◆ What needs to be done
Search the data below for lines that include the word "isize" and state how many there are, nothing else.

◆ Information supplied

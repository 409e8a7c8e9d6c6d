// types/list.rs — List commands.
//
// Lists start life as a packed entry list and promote to the general linked
// representation when an element exceeds the configured value threshold or
// the entry count crosses the entries threshold. The promotion runs before a
// long value is pushed (so the packed form never holds it) and after pushes
// for the count rule.

use crate::db::Server;
use crate::error::{Error, Result};
use crate::obj::{ListVal, Value};
use crate::sds::Sds;
use crate::types::clamp_range;
use crate::ziplist::End;

pub use crate::ziplist::End as ListEnd;

fn as_list_mut(value: &mut Value) -> Result<&mut ListVal> {
    match value {
        Value::List(l) => Ok(l),
        _ => Err(Error::WrongType),
    }
}

fn as_list(value: &Value) -> Result<&ListVal> {
    match value {
        Value::List(l) => Ok(l),
        _ => Err(Error::WrongType),
    }
}

/// Promotes when `candidate` is too long for the packed form.
fn convert_for_value(list: &mut ListVal, candidate: &[u8], max_value: usize) {
    if matches!(list, ListVal::Zip(_)) && candidate.len() > max_value {
        list.convert();
    }
}

/// Promotes when the entry count has outgrown the packed form.
fn convert_for_count(list: &mut ListVal, max_entries: usize) {
    if matches!(list, ListVal::Zip(_)) && list.len() > max_entries {
        list.convert();
    }
}

impl Server {
    fn push_generic(&mut self, key: &[u8], values: &[&[u8]], end: End) -> Result<usize> {
        let max_entries = self.config.list_max_ziplist_entries;
        let max_value = self.config.list_max_ziplist_value;

        if self.lookup_write(key).is_none() {
            self.db_mut().dict.add(Sds::from_bytes(key), Value::empty_list());
        }
        let list = as_list_mut(self.db_mut().dict.get_mut(key).expect("list materialized"))?;
        for v in values {
            convert_for_value(list, v, max_value);
            match list {
                ListVal::Zip(zl) => zl.push(v, end),
                ListVal::Linked(items) => match end {
                    End::Head => items.push_front(Sds::from_bytes(v)),
                    End::Tail => items.push_back(Sds::from_bytes(v)),
                },
            }
            convert_for_count(list, max_entries);
        }
        let len = list.len();
        self.dirty += values.len() as u64;
        Ok(len)
    }

    pub fn lpush(&mut self, key: &[u8], values: &[&[u8]]) -> Result<usize> {
        self.push_generic(key, values, End::Head)
    }

    pub fn rpush(&mut self, key: &[u8], values: &[&[u8]]) -> Result<usize> {
        self.push_generic(key, values, End::Tail)
    }

    fn pop_generic(&mut self, key: &[u8], end: End) -> Result<Option<Vec<u8>>> {
        let popped = match self.lookup_write(key) {
            None => return Ok(None),
            Some(v) => {
                let list = as_list_mut(v)?;
                match list {
                    ListVal::Zip(zl) => {
                        let idx = if end == End::Head { 0 } else { -1 };
                        match zl.index(idx) {
                            None => None,
                            Some(p) => {
                                let out = zl.get(p).to_bytes();
                                zl.delete(p);
                                Some(out)
                            }
                        }
                    }
                    ListVal::Linked(items) => {
                        let taken = match end {
                            End::Head => items.pop_front(),
                            End::Tail => items.pop_back(),
                        };
                        taken.map(|s| s.into_vec())
                    }
                }
            }
        };
        if popped.is_some() {
            self.dirty += 1;
            let emptied = as_list(self.db().dict.get(key).expect("list present"))?.is_empty();
            if emptied {
                self.delete_key(key);
            }
        }
        Ok(popped)
    }

    pub fn lpop(&mut self, key: &[u8]) -> Result<Option<Vec<u8>>> {
        self.pop_generic(key, End::Head)
    }

    pub fn rpop(&mut self, key: &[u8]) -> Result<Option<Vec<u8>>> {
        self.pop_generic(key, End::Tail)
    }

    pub fn llen(&mut self, key: &[u8]) -> Result<usize> {
        match self.lookup_read(key) {
            None => Ok(0),
            Some(v) => Ok(as_list(v)?.len()),
        }
    }

    pub fn lindex(&mut self, key: &[u8], index: i64) -> Result<Option<Vec<u8>>> {
        match self.lookup_read(key) {
            None => Ok(None),
            Some(v) => {
                let list = as_list(v)?;
                Ok(match list {
                    ListVal::Zip(zl) => zl.index(index as isize).map(|p| zl.get(p).to_bytes()),
                    ListVal::Linked(items) => {
                        let len = items.len() as i64;
                        let i = if index < 0 { len + index } else { index };
                        if i < 0 || i >= len {
                            None
                        } else {
                            Some(items[i as usize].as_bytes().to_vec())
                        }
                    }
                })
            }
        }
    }

    /// Replaces the element at `index`. Errors on a missing key or an index
    /// past either end.
    pub fn lset(&mut self, key: &[u8], index: i64, value: &[u8]) -> Result<()> {
        let max_value = self.config.list_max_ziplist_value;
        match self.lookup_write(key) {
            None => Err(Error::NotFound),
            Some(v) => {
                let list = as_list_mut(v)?;
                convert_for_value(list, value, max_value);
                match list {
                    ListVal::Zip(zl) => {
                        let p = zl
                            .index(index as isize)
                            .ok_or(Error::OutOfRange("index out of range"))?;
                        let p = zl.delete(p);
                        zl.insert_at(p, value);
                    }
                    ListVal::Linked(items) => {
                        let len = items.len() as i64;
                        let i = if index < 0 { len + index } else { index };
                        if i < 0 || i >= len {
                            return Err(Error::OutOfRange("index out of range"));
                        }
                        items[i as usize] = Sds::from_bytes(value);
                    }
                }
                self.dirty += 1;
                Ok(())
            }
        }
    }

    pub fn lrange(&mut self, key: &[u8], start: i64, stop: i64) -> Result<Vec<Vec<u8>>> {
        match self.lookup_read(key) {
            None => Ok(Vec::new()),
            Some(v) => {
                let list = as_list(v)?;
                let Some((start, stop)) = clamp_range(start, stop, list.len()) else {
                    return Ok(Vec::new());
                };
                Ok(match list {
                    ListVal::Zip(zl) => {
                        let mut out = Vec::with_capacity(stop - start + 1);
                        let mut p = zl.index(start as isize);
                        for _ in start..=stop {
                            let Some(at) = p else { break };
                            out.push(zl.get(at).to_bytes());
                            p = zl.next(at);
                        }
                        out
                    }
                    ListVal::Linked(items) => items
                        .iter()
                        .skip(start)
                        .take(stop - start + 1)
                        .map(|s| s.as_bytes().to_vec())
                        .collect(),
                })
            }
        }
    }

    /// Inserts `value` before or after the first occurrence of `pivot`.
    /// Returns the new length, or -1 when the pivot is absent, or 0 when the
    /// key does not exist.
    pub fn linsert(
        &mut self,
        key: &[u8],
        before: bool,
        pivot: &[u8],
        value: &[u8],
    ) -> Result<i64> {
        let max_entries = self.config.list_max_ziplist_entries;
        let max_value = self.config.list_max_ziplist_value;
        let result = match self.lookup_write(key) {
            None => return Ok(0),
            Some(v) => {
                let list = as_list_mut(v)?;
                convert_for_value(list, value, max_value);
                match list {
                    ListVal::Zip(zl) => {
                        let head = match zl.index(0) {
                            Some(p) => p,
                            None => return Ok(-1),
                        };
                        match zl.find(head, pivot, 0) {
                            None => -1,
                            Some(p) => {
                                let at = if before {
                                    p
                                } else {
                                    // Appending after the tail lands on the
                                    // terminator offset.
                                    zl.next(p).unwrap_or(zl.blob_len() - 1)
                                };
                                zl.insert_at(at, value);
                                zl.len() as i64
                            }
                        }
                    }
                    ListVal::Linked(items) => {
                        match items.iter().position(|s| s.as_bytes() == pivot) {
                            None => -1,
                            Some(i) => {
                                let at = if before { i } else { i + 1 };
                                items.insert(at, Sds::from_bytes(value));
                                items.len() as i64
                            }
                        }
                    }
                }
            }
        };
        if result > 0 {
            let list = as_list_mut(self.db_mut().dict.get_mut(key).expect("list present"))?;
            convert_for_count(list, max_entries);
            self.dirty += 1;
        }
        Ok(result)
    }

    /// Removes up to `count` occurrences of `value`: positive counts scan
    /// head to tail, negative tail to head, zero removes all.
    pub fn lrem(&mut self, key: &[u8], count: i64, value: &[u8]) -> Result<usize> {
        let removed = match self.lookup_write(key) {
            None => return Ok(0),
            Some(v) => {
                let list = as_list_mut(v)?;
                let limit = count.unsigned_abs() as usize;
                let from_tail = count < 0;
                match list {
                    ListVal::Zip(zl) => {
                        let mut removed = 0usize;
                        if from_tail {
                            let mut p = zl.index(-1);
                            while let Some(at) = p {
                                if limit > 0 && removed == limit {
                                    break;
                                }
                                let prev = zl.prev(at);
                                if zl.get(at).eq_bytes(value) {
                                    zl.delete(at);
                                    removed += 1;
                                }
                                p = prev;
                            }
                        } else {
                            let mut p = zl.index(0);
                            while let Some(at) = p {
                                if limit > 0 && removed == limit {
                                    break;
                                }
                                if zl.get(at).eq_bytes(value) {
                                    zl.delete(at);
                                    // The next entry now sits at `at`.
                                    removed += 1;
                                    p = if zl.is_terminator(at) { None } else { Some(at) };
                                } else {
                                    p = zl.next(at);
                                }
                            }
                        }
                        removed
                    }
                    ListVal::Linked(items) => {
                        let mut removed = 0usize;
                        if from_tail {
                            let mut i = items.len();
                            while i > 0 {
                                i -= 1;
                                if (limit == 0 || removed < limit)
                                    && items[i].as_bytes() == value
                                {
                                    items.remove(i);
                                    removed += 1;
                                }
                            }
                        } else {
                            let mut i = 0usize;
                            while i < items.len() {
                                if (limit == 0 || removed < limit)
                                    && items[i].as_bytes() == value
                                {
                                    items.remove(i);
                                    removed += 1;
                                } else {
                                    i += 1;
                                }
                            }
                        }
                        removed
                    }
                }
            }
        };
        if removed > 0 {
            self.dirty += removed as u64;
            let emptied = as_list(self.db().dict.get(key).expect("list present"))?.is_empty();
            if emptied {
                self.delete_key(key);
            }
        }
        Ok(removed)
    }

    /// Trims the list to the inclusive window `[start, stop]`; an empty
    /// window deletes the key.
    pub fn ltrim(&mut self, key: &[u8], start: i64, stop: i64) -> Result<()> {
        let window = {
            match self.lookup_write(key) {
                None => return Ok(()),
                Some(v) => {
                    let list = as_list_mut(v)?;
                    clamp_range(start, stop, list.len())
                }
            }
        };
        match window {
            None => {
                self.delete_key(key);
            }
            Some((start, stop)) => {
                let list =
                    as_list_mut(self.db_mut().dict.get_mut(key).expect("list present"))?;
                let len = list.len();
                match list {
                    ListVal::Zip(zl) => {
                        // Right side first so left indices stay valid.
                        zl.delete_range((stop + 1) as isize, len - stop - 1);
                        zl.delete_range(0, start);
                    }
                    ListVal::Linked(items) => {
                        items.truncate(stop + 1);
                        items.drain(..start);
                    }
                }
                self.dirty += 1;
                if as_list(self.db().dict.get(key).expect("list present"))?.is_empty() {
                    self.delete_key(key);
                }
            }
        }
        Ok(())
    }
}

◆ Result
4